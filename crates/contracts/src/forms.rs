//! Shared field-validation rules for the entry forms.
//!
//! Every form collects all of its field errors before reporting; a single
//! bad field never hides the others.

use serde::{Deserialize, Serialize};

use crate::enums::{AccountStatus, Department, Gender, Role};

pub const PASSWORD_MIN_LEN: usize = 6;

/// A validation failure surfaced inline next to the offending field.
#[derive(Debug, Clone, PartialEq, Eq)]
pub struct FieldError {
    pub field: &'static str,
    pub message: String,
}

impl FieldError {
    pub fn new(field: &'static str, message: impl Into<String>) -> Self {
        Self {
            field,
            message: message.into(),
        }
    }
}

/// Message for one field out of a collected error list
pub fn error_for<'a>(errors: &'a [FieldError], field: &str) -> Option<&'a str> {
    errors
        .iter()
        .find(|e| e.field == field)
        .map(|e| e.message.as_str())
}

/// Syntactic email shape: `local@domain.tld`, no whitespace or `@` in the
/// local part, at least one `.` between non-empty domain labels. No
/// deliverability checks.
pub fn is_valid_email(value: &str) -> bool {
    let Some((local, domain)) = value.split_once('@') else {
        return false;
    };
    if local.is_empty() || local.chars().any(char::is_whitespace) {
        return false;
    }
    if domain.contains('@') || domain.chars().any(char::is_whitespace) {
        return false;
    }
    domain.contains('.') && !domain.split('.').any(str::is_empty)
}

fn check_required(errors: &mut Vec<FieldError>, field: &'static str, label: &str, value: &str) {
    if value.trim().is_empty() {
        errors.push(FieldError::new(field, format!("{} is required", label)));
    }
}

fn check_email(errors: &mut Vec<FieldError>, field: &'static str, value: &str) {
    if value.trim().is_empty() {
        errors.push(FieldError::new(field, "Email is required"));
    } else if !is_valid_email(value) {
        errors.push(FieldError::new(field, "Enter a valid email address"));
    }
}

fn check_password(errors: &mut Vec<FieldError>, field: &'static str, value: &str) {
    if value.is_empty() {
        errors.push(FieldError::new(field, "Password is required"));
    } else if value.chars().count() < PASSWORD_MIN_LEN {
        errors.push(FieldError::new(
            field,
            format!("Password must be at least {} characters", PASSWORD_MIN_LEN),
        ));
    }
}

fn check_confirm(errors: &mut Vec<FieldError>, field: &'static str, value: &str, password: &str) {
    if value.is_empty() {
        errors.push(FieldError::new(field, "Confirm password is required"));
    } else if value != password {
        errors.push(FieldError::new(field, "Passwords do not match"));
    }
}

fn check_date(errors: &mut Vec<FieldError>, field: &'static str, label: &str, value: &str) {
    if value.trim().is_empty() {
        errors.push(FieldError::new(field, format!("{} is required", label)));
    }
}

/// Sign-in form
#[derive(Debug, Clone, Default, Serialize, Deserialize)]
pub struct LoginForm {
    pub email: String,
    pub password: String,
}

impl LoginForm {
    pub fn validate(&self) -> Vec<FieldError> {
        let mut errors = Vec::new();
        check_email(&mut errors, "email", &self.email);
        check_password(&mut errors, "password", &self.password);
        errors
    }
}

/// Password-recovery form; only the email is asked for
#[derive(Debug, Clone, Default, Serialize, Deserialize)]
pub struct RecoverForm {
    pub email: String,
}

impl RecoverForm {
    pub fn validate(&self) -> Vec<FieldError> {
        let mut errors = Vec::new();
        check_email(&mut errors, "email", &self.email);
        errors
    }
}

/// Self-registration form
#[derive(Debug, Clone, Default, Serialize, Deserialize)]
pub struct RegisterForm {
    pub full_name: String,
    pub email: String,
    pub password: String,
    pub confirm_password: String,
}

impl RegisterForm {
    pub fn validate(&self) -> Vec<FieldError> {
        let mut errors = Vec::new();
        check_required(&mut errors, "full_name", "Full name", &self.full_name);
        check_email(&mut errors, "email", &self.email);
        check_password(&mut errors, "password", &self.password);
        check_confirm(
            &mut errors,
            "confirm_password",
            &self.confirm_password,
            &self.password,
        );
        errors
    }
}

/// Add-worker form. Select fields hold enum codes as entered; the record
/// is validated, acknowledged and discarded, never persisted.
#[derive(Debug, Clone, Default, Serialize, Deserialize)]
pub struct NewWorkerForm {
    pub full_name: String,
    pub phone: String,
    pub employee_no: String,
    pub gender: String,
    pub department: String,
    pub joined: String,
    pub status: String,
}

impl NewWorkerForm {
    pub fn validate(&self) -> Vec<FieldError> {
        let mut errors = Vec::new();
        check_required(&mut errors, "full_name", "Full name", &self.full_name);
        check_required(&mut errors, "phone", "Phone number", &self.phone);
        check_required(&mut errors, "employee_no", "Employee ID", &self.employee_no);
        if Gender::from_code(&self.gender).is_none() {
            errors.push(FieldError::new("gender", "Select a gender"));
        }
        // Workers are assigned to floor departments only
        if !Department::floor()
            .iter()
            .any(|d| d.code() == self.department)
        {
            errors.push(FieldError::new("department", "Select a department"));
        }
        check_date(&mut errors, "joined", "Join date", &self.joined);
        if AccountStatus::from_code(&self.status).is_none() {
            errors.push(FieldError::new("status", "Select a status"));
        }
        errors
    }
}

/// Add-account form; the only form that offers the Administration
/// department and the full role set.
#[derive(Debug, Clone, Default, Serialize, Deserialize)]
pub struct NewAccountForm {
    pub full_name: String,
    pub email: String,
    pub phone: String,
    pub password: String,
    pub confirm_password: String,
    pub role: String,
    pub department: String,
    pub gender: String,
    pub joined: String,
    pub status: String,
}

impl NewAccountForm {
    pub fn validate(&self) -> Vec<FieldError> {
        let mut errors = Vec::new();
        check_required(&mut errors, "full_name", "Full name", &self.full_name);
        check_email(&mut errors, "email", &self.email);
        check_required(&mut errors, "phone", "Phone number", &self.phone);
        check_password(&mut errors, "password", &self.password);
        check_confirm(
            &mut errors,
            "confirm_password",
            &self.confirm_password,
            &self.password,
        );
        if Role::from_code(&self.role).is_none() {
            errors.push(FieldError::new("role", "Select a role"));
        }
        if Department::from_code(&self.department).is_none() {
            errors.push(FieldError::new("department", "Select a department"));
        }
        if Gender::from_code(&self.gender).is_none() {
            errors.push(FieldError::new("gender", "Select a gender"));
        }
        check_date(&mut errors, "joined", "Join date", &self.joined);
        if AccountStatus::from_code(&self.status).is_none() {
            errors.push(FieldError::new("status", "Select a status"));
        }
        errors
    }
}

#[cfg(test)]
mod tests {
    use super::*;

    fn fields(errors: &[FieldError]) -> Vec<&'static str> {
        errors.iter().map(|e| e.field).collect()
    }

    #[test]
    fn test_email_shape() {
        assert!(is_valid_email("admin@motionmatrix.com"));
        assert!(is_valid_email("a.b@sub.domain.org"));
        assert!(!is_valid_email("admin"));
        assert!(!is_valid_email("admin@motionmatrix"));
        assert!(!is_valid_email("@motionmatrix.com"));
        assert!(!is_valid_email("ad min@motionmatrix.com"));
        assert!(!is_valid_email("admin@motion matrix.com"));
        assert!(!is_valid_email("a@b@motionmatrix.com"));
        assert!(!is_valid_email("admin@motionmatrix."));
        assert!(!is_valid_email("admin@.com"));
    }

    #[test]
    fn test_password_length_boundary() {
        let short = LoginForm {
            email: "admin@motionmatrix.com".into(),
            password: "abcde".into(),
        };
        assert_eq!(fields(&short.validate()), vec!["password"]);

        let ok = LoginForm {
            email: "admin@motionmatrix.com".into(),
            password: "abcdef".into(),
        };
        assert!(ok.validate().is_empty());
    }

    #[test]
    fn test_confirm_mismatch_flags_confirm_field_only() {
        let form = RegisterForm {
            full_name: "Test User".into(),
            email: "test@motionmatrix.com".into(),
            password: "yyyyyy".into(),
            confirm_password: "xxxxxx".into(),
        };
        let errors = form.validate();
        assert_eq!(fields(&errors), vec!["confirm_password"]);
        assert_eq!(errors[0].message, "Passwords do not match");
    }

    #[test]
    fn test_all_errors_collected_not_fail_fast() {
        let form = RegisterForm {
            full_name: "   ".into(),
            email: "broken".into(),
            password: "abc".into(),
            confirm_password: String::new(),
        };
        let errors = form.validate();
        assert_eq!(
            fields(&errors),
            vec!["full_name", "email", "password", "confirm_password"]
        );
    }

    #[test]
    fn test_required_trims_whitespace() {
        let mut form = NewWorkerForm {
            full_name: "  ".into(),
            phone: "\t".into(),
            employee_no: "EMP-104".into(),
            gender: "female".into(),
            department: "sewing".into(),
            joined: "2024-06-01".into(),
            status: "active".into(),
        };
        assert_eq!(fields(&form.validate()), vec!["full_name", "phone"]);

        form.full_name = "Moushumi Begum".into();
        form.phone = "01712000000".into();
        assert!(form.validate().is_empty());
    }

    #[test]
    fn test_worker_department_set_excludes_administration() {
        let form = NewWorkerForm {
            full_name: "Jahid Hasan".into(),
            phone: "01712000001".into(),
            employee_no: "EMP-105".into(),
            gender: "male".into(),
            department: "admin".into(),
            joined: "2024-06-01".into(),
            status: "active".into(),
        };
        assert_eq!(fields(&form.validate()), vec!["department"]);
    }

    #[test]
    fn test_unchosen_selects_fail() {
        let form = NewAccountForm {
            full_name: "Shirin Akter".into(),
            email: "shirin2@motionmatrix.com".into(),
            phone: "01712000002".into(),
            password: "shirin99".into(),
            confirm_password: "shirin99".into(),
            role: String::new(),
            department: "quality".into(),
            gender: "female".into(),
            joined: "2024-06-01".into(),
            status: "active".into(),
        };
        assert_eq!(fields(&form.validate()), vec!["role"]);
    }

    #[test]
    fn test_account_form_accepts_administration_department() {
        let form = NewAccountForm {
            full_name: "Backup Admin".into(),
            email: "backup@motionmatrix.com".into(),
            phone: "01712000003".into(),
            password: "backup12".into(),
            confirm_password: "backup12".into(),
            role: "admin".into(),
            department: "admin".into(),
            gender: "other".into(),
            joined: "2024-07-15".into(),
            status: "active".into(),
        };
        assert!(form.validate().is_empty());
    }
}
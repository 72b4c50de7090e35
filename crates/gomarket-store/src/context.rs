//! # Cart Context
//!
//! How consumers get hold of the cart.
//!
//! The application builds exactly one [`CartStore`] at startup and wraps it
//! with [`CartContext::provide`]. Every component that needs the cart
//! receives the context by reference and calls [`CartContext::use_cart`].
//! A component handed an empty context fails on its first access instead of
//! silently working against a throwaway cart.
//!
//! ```text
//! startup:   CartStore::open(..) ──► CartContext::provide(store)
//!                                          │
//!                     ┌────────────────────┼────────────────────┐
//!                     ▼                    ▼                    ▼
//!              product list          cart screen          header badge
//!              ctx.use_cart()?       ctx.use_cart()?      ctx.use_cart()?
//! ```

use crate::cart_store::CartStore;
use crate::error::{StoreError, StoreResult};

/// Injection point for the cart store.
#[derive(Debug, Clone, Default)]
pub struct CartContext {
    store: Option<CartStore>,
}

impl CartContext {
    /// A context with a store in scope.
    pub fn provide(store: CartStore) -> Self {
        CartContext { store: Some(store) }
    }

    /// A context with no store; `use_cart` on it fails.
    pub fn empty() -> Self {
        CartContext::default()
    }

    /// Returns the provided store.
    ///
    /// ## Errors
    /// [`StoreError::ProviderMissing`] when no store was provided.
    pub fn use_cart(&self) -> StoreResult<&CartStore> {
        self.store.as_ref().ok_or(StoreError::ProviderMissing)
    }

    /// Checks whether a store is in scope.
    pub fn is_provided(&self) -> bool {
        self.store.is_some()
    }
}
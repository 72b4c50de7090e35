//! # Cart Store
//!
//! The application's single cart: loaded once from storage, mutated through
//! three operations, mirrored back to storage after every change.
//!
//! ## Thread Safety
//! The cart sits behind a `Mutex` inside an `Arc`, so handles are cheap to
//! clone and can be passed to every consumer. Each mutation holds the lock
//! while it edits the cart AND enqueues the resulting snapshot, which makes
//! the persist queue order identical to the mutation order.
//!
//! ## Lifecycle
//! ```text
//! ┌─────────────────────────────────────────────────────────────────────────┐
//! │                      CartStore Lifecycle                                │
//! │                                                                         │
//! │  CartStore::open(storage, config)                                      │
//! │       │                                                                 │
//! │       ├── storage.get_item(key)                                        │
//! │       │     • Some(valid json) → cart = stored items                   │
//! │       │     • None             → cart = []                             │
//! │       │     • malformed / err  → cart = [] (logged)                    │
//! │       │     (loading never writes back)                                │
//! │       │                                                                 │
//! │       └── spawn PersistWorker                                          │
//! │                                                                         │
//! │  add_to_cart / increment / decrement                                   │
//! │       │                                                                 │
//! │       ├── lock cart, apply Cart rule                                   │
//! │       └── changed? → enqueue Snapshot { revision, json }               │
//! │                                                                         │
//! │  products() → copy of items        flush() → wait for queued writes    │
//! └─────────────────────────────────────────────────────────────────────────┘
//! ```

use std::sync::{Arc, Mutex, MutexGuard, PoisonError};

use gomarket_core::{Cart, CartTotals, LineItem, Product, CART_STORAGE_KEY};
use tracing::{debug, error, info, warn};

use crate::error::StoreResult;
use crate::persist::{PersistHandle, PersistMode, PersistStats, PersistWorker, Snapshot};
use crate::storage::KeyValueStorage;

// =============================================================================
// Configuration
// =============================================================================

/// Settings for one cart store.
#[derive(Debug, Clone, PartialEq, Eq)]
pub struct CartStoreConfig {
    /// Storage key holding the cart blob.
    pub storage_key: String,

    /// How the persist worker treats a backlog of snapshots.
    pub persist_mode: PersistMode,
}

impl Default for CartStoreConfig {
    fn default() -> Self {
        CartStoreConfig {
            storage_key: CART_STORAGE_KEY.to_string(),
            persist_mode: PersistMode::default(),
        }
    }
}

impl CartStoreConfig {
    /// Sets the storage key.
    pub fn storage_key(mut self, key: impl Into<String>) -> Self {
        self.storage_key = key.into();
        self
    }

    /// Sets the persist mode.
    pub fn persist_mode(mut self, mode: PersistMode) -> Self {
        self.persist_mode = mode;
        self
    }
}

// =============================================================================
// Cart Store
// =============================================================================

struct CartSlot {
    cart: Cart,
    revision: u64,
}

struct Inner {
    slot: Mutex<CartSlot>,
    persist: PersistHandle,
    stats: Arc<PersistStats>,
    storage_key: String,
}

/// Handle to the application's cart.
///
/// ## Usage
/// ```rust,ignore
/// let store = CartStore::open(storage, &CartStoreConfig::default()).await;
/// store.add_to_cart(&product);
/// store.increment(&product.id);
/// let items = store.products();
/// store.flush().await?;
/// ```
#[derive(Clone)]
pub struct CartStore {
    inner: Arc<Inner>,
}

impl std::fmt::Debug for CartStore {
    fn fmt(&self, f: &mut std::fmt::Formatter<'_>) -> std::fmt::Result {
        f.debug_struct("CartStore")
            .field("storage_key", &self.inner.storage_key)
            .field("items", &self.len())
            .finish()
    }
}

impl CartStore {
    /// Loads the persisted cart and starts the persist worker.
    ///
    /// Never fails: unreadable or malformed storage yields an empty cart.
    /// Must be called from within a Tokio runtime.
    pub async fn open(storage: Arc<dyn KeyValueStorage>, config: &CartStoreConfig) -> Self {
        let cart = load_cart(storage.as_ref(), &config.storage_key).await;

        let stats = Arc::new(PersistStats::default());
        let (worker, persist) = PersistWorker::new(
            storage,
            config.storage_key.clone(),
            config.persist_mode,
            stats.clone(),
        );
        tokio::spawn(worker.run());

        CartStore {
            inner: Arc::new(Inner {
                slot: Mutex::new(CartSlot { cart, revision: 0 }),
                persist,
                stats,
                storage_key: config.storage_key.clone(),
            }),
        }
    }

    /// Returns a copy of the current items, in cart order.
    pub fn products(&self) -> Vec<LineItem> {
        self.lock().cart.items().to_vec()
    }

    /// Returns a copy of the whole cart.
    pub fn snapshot(&self) -> Cart {
        self.lock().cart.clone()
    }

    /// Returns item and unit counts.
    pub fn totals(&self) -> CartTotals {
        self.lock().cart.totals()
    }

    /// Number of distinct items.
    pub fn len(&self) -> usize {
        self.lock().cart.len()
    }

    pub fn is_empty(&self) -> bool {
        self.lock().cart.is_empty()
    }

    /// Adds a product, or increments it if already in the cart.
    ///
    /// The product is copied; the caller keeps its value unchanged.
    pub fn add_to_cart(&self, product: &Product) {
        debug!(product_id = %product.id, "add_to_cart");
        self.mutate("add_to_cart", |cart| cart.add_to_cart(product));
    }

    /// Increases the item's quantity by one. Unknown ids are ignored.
    pub fn increment(&self, id: &str) {
        debug!(product_id = %id, "increment");
        self.mutate("increment", |cart| cart.increment(id));
    }

    /// Decreases the item's quantity by one, removing it at zero.
    /// Unknown ids are ignored.
    pub fn decrement(&self, id: &str) {
        debug!(product_id = %id, "decrement");
        self.mutate("decrement", |cart| cart.decrement(id));
    }

    /// Waits until every change made so far has been written (or has
    /// failed and been logged).
    pub async fn flush(&self) -> StoreResult<()> {
        self.inner.persist.flush().await
    }

    /// Persist counters for diagnostics.
    pub fn persist_stats(&self) -> &PersistStats {
        &self.inner.stats
    }

    /// The storage key this store writes.
    pub fn storage_key(&self) -> &str {
        &self.inner.storage_key
    }

    fn lock(&self) -> MutexGuard<'_, CartSlot> {
        // A panic mid-mutation leaves a valid Cart behind; keep serving it
        self.inner.slot.lock().unwrap_or_else(PoisonError::into_inner)
    }

    fn mutate<F>(&self, operation: &'static str, apply: F)
    where
        F: FnOnce(&mut Cart) -> bool,
    {
        let mut slot = self.lock();

        if !apply(&mut slot.cart) {
            debug!(operation, "Cart unchanged, nothing to persist");
            return;
        }

        slot.revision += 1;
        let revision = slot.revision;

        match slot.cart.to_json() {
            Ok(payload) => {
                if !self.inner.persist.enqueue(Snapshot { revision, payload }) {
                    warn!(operation, revision, "Persist worker stopped; change kept in memory only");
                }
            }
            Err(e) => {
                error!(operation, revision, error = %e, "Failed to encode cart for persistence");
            }
        }
    }
}

/// Reads the stored cart, falling back to empty on any problem.
async fn load_cart(storage: &dyn KeyValueStorage, key: &str) -> Cart {
    match storage.get_item(key).await {
        Ok(Some(raw)) => match Cart::from_json(&raw) {
            Ok(cart) => {
                info!(key = %key, items = cart.len(), "Loaded persisted cart");
                cart
            }
            Err(e) => {
                warn!(key = %key, error = %e, "Stored cart is malformed, starting empty");
                Cart::new()
            }
        },
        Ok(None) => {
            debug!(key = %key, "No persisted cart, starting empty");
            Cart::new()
        }
        Err(e) => {
            error!(key = %key, error = %e, "Failed to read persisted cart, starting empty");
            Cart::new()
        }
    }
}
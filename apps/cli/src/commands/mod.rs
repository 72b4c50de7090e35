//! # Commands Module
//!
//! Everything the `gomarket` binary can do.
//!
//! ## Command Organization
//! ```text
//! commands/
//! ├── mod.rs      ◄─── You are here (dispatch)
//! ├── cart.rs     ◄─── show / add / increment / decrement
//! └── config.rs   ◄─── effective configuration
//! ```
//!
//! ## Context Injection
//! Cart commands receive the [`CartContext`] and ask it for the store; they
//! never build one themselves:
//! ```rust,ignore
//! pub fn increment(ctx: &CartContext, id: &str) -> Result<CartResponse, ApiError> {
//!     let cart = ctx.use_cart()?;   // CONFIGURATION_ERROR if nothing provided
//!     cart.increment(id);
//!     Ok(CartResponse::from(cart))
//! }
//! ```

pub mod cart;
pub mod config;

use gomarket_core::Product;
use gomarket_store::CartContext;

use crate::cli::Command;
use crate::error::ApiError;

pub use cart::CartResponse;

/// Runs a cart command against the provided context.
///
/// `Command::Config` does not touch the cart and is rejected here; the
/// caller answers it before opening storage.
pub fn execute(ctx: &CartContext, command: &Command) -> Result<CartResponse, ApiError> {
    match command {
        Command::Show => cart::get_cart(ctx),
        Command::Add(args) => cart::add_to_cart(ctx, &Product::from(args)),
        Command::Increment { id } => cart::increment(ctx, id),
        Command::Decrement { id } => cart::decrement(ctx, id),
        Command::Config => Err(ApiError::internal("config is not a cart command")),
    }
}
//! # Domain Types
//!
//! The two shapes the cart deals in.
//!
//! ## Type Hierarchy
//! ```text
//! ┌─────────────────────────────────────────────────────────────────────────┐
//! │                         Domain Types                                    │
//! │                                                                         │
//! │  ┌─────────────────┐   LineItem::from_product   ┌─────────────────┐    │
//! │  │    Product      │ ─────────────────────────► │    LineItem     │    │
//! │  │  ─────────────  │      (copy, quantity 1)    │  ─────────────  │    │
//! │  │  id             │                            │  id             │    │
//! │  │  title          │                            │  title          │    │
//! │  │  image_url      │                            │  image_url      │    │
//! │  │  price          │                            │  price          │    │
//! │  └─────────────────┘                            │  quantity ≥ 1   │    │
//! │                                                 └─────────────────┘    │
//! └─────────────────────────────────────────────────────────────────────────┘
//! ```
//!
//! ## Wire Format
//! A persisted cart is a JSON array of `LineItem`:
//! ```json
//! [{"id":"a","title":"T","image_url":"u","price":10.0,"quantity":1}]
//! ```
//! Field names are snake_case on the wire, matching the storefront's catalog.

use serde::{Deserialize, Serialize};
use ts_rs::TS;

// =============================================================================
// Product
// =============================================================================

/// A catalog product as handed to `add_to_cart`.
///
/// `title`, `image_url` and `price` are opaque to the cart: they are carried
/// along for display and never inspected.
#[derive(Debug, Clone, PartialEq, Serialize, Deserialize, TS)]
#[ts(export)]
pub struct Product {
    /// Catalog identifier; the cart's unique key.
    pub id: String,

    /// Display name.
    pub title: String,

    /// Product image location.
    pub image_url: String,

    /// Unit price as published by the catalog.
    pub price: f64,
}

impl Product {
    /// Creates a product.
    pub fn new(
        id: impl Into<String>,
        title: impl Into<String>,
        image_url: impl Into<String>,
        price: f64,
    ) -> Self {
        Product {
            id: id.into(),
            title: title.into(),
            image_url: image_url.into(),
            price,
        }
    }
}

// =============================================================================
// Line Item
// =============================================================================

/// One product entry in the cart.
///
/// ## Invariants
/// - `quantity >= 1` while the item is in a cart
/// - `id` is unique within a cart
#[derive(Debug, Clone, PartialEq, Serialize, Deserialize, TS)]
#[ts(export)]
pub struct LineItem {
    pub id: String,
    pub title: String,
    pub image_url: String,
    pub price: f64,

    /// Units of this product in the cart.
    #[ts(type = "number")]
    pub quantity: i64,
}

impl LineItem {
    /// Creates a fresh line item from a product with quantity 1.
    ///
    /// The product is borrowed and copied; the caller's value is left as is.
    pub fn from_product(product: &Product) -> Self {
        LineItem {
            id: product.id.clone(),
            title: product.title.clone(),
            image_url: product.image_url.clone(),
            price: product.price,
            quantity: 1,
        }
    }

    /// Returns a copy with the quantity shifted by `delta`, saturating at
    /// the `i64` bounds.
    pub fn with_quantity_delta(&self, delta: i64) -> Self {
        LineItem {
            quantity: self.quantity.saturating_add(delta),
            ..self.clone()
        }
    }

    /// Returns the product part of this item (everything but the quantity).
    pub fn product(&self) -> Product {
        Product {
            id: self.id.clone(),
            title: self.title.clone(),
            image_url: self.image_url.clone(),
            price: self.price,
        }
    }
}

==================================================

WHAT IS REQUIRED
All lines above that hold the string "this" should be copied.

EXERCISE RESPONSE
    /// The storage key this store writes.
    /// Units of this product in the cart.
    /// Returns the product part of this item (everything but the quantity).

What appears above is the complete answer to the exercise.